[REQUIREMENT]
Read through the entries below and return each line with the word "south".

Stored data
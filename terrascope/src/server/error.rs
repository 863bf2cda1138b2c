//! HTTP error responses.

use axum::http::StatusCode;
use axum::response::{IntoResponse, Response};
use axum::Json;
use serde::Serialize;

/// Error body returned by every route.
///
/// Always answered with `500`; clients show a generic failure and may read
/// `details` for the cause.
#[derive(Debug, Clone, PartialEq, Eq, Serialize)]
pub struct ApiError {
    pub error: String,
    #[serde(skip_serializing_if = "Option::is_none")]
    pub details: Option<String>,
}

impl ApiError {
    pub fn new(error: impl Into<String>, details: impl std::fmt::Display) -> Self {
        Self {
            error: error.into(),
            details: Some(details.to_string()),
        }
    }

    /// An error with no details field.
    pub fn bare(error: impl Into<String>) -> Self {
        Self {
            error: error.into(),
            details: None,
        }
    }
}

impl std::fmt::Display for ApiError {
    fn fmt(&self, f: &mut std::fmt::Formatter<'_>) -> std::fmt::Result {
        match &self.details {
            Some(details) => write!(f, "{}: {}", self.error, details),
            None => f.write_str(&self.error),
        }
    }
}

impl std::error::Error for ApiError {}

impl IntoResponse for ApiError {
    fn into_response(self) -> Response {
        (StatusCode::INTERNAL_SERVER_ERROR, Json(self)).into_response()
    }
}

--

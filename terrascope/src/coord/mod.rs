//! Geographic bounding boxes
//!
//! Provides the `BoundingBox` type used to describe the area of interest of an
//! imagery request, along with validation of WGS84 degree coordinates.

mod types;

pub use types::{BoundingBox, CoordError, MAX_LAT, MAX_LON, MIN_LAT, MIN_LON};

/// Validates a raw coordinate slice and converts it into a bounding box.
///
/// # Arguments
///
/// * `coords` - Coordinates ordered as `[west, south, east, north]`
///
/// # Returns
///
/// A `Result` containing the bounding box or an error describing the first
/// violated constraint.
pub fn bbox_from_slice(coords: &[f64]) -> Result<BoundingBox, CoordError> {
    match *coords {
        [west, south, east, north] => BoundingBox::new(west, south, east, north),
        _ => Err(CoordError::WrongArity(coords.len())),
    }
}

[ANSWER SPACE]
/// * `coords` - Coordinates ordered as `[west, south, east, north]`
        [west, south, east, north] => BoundingBox::new(west, south, east, north),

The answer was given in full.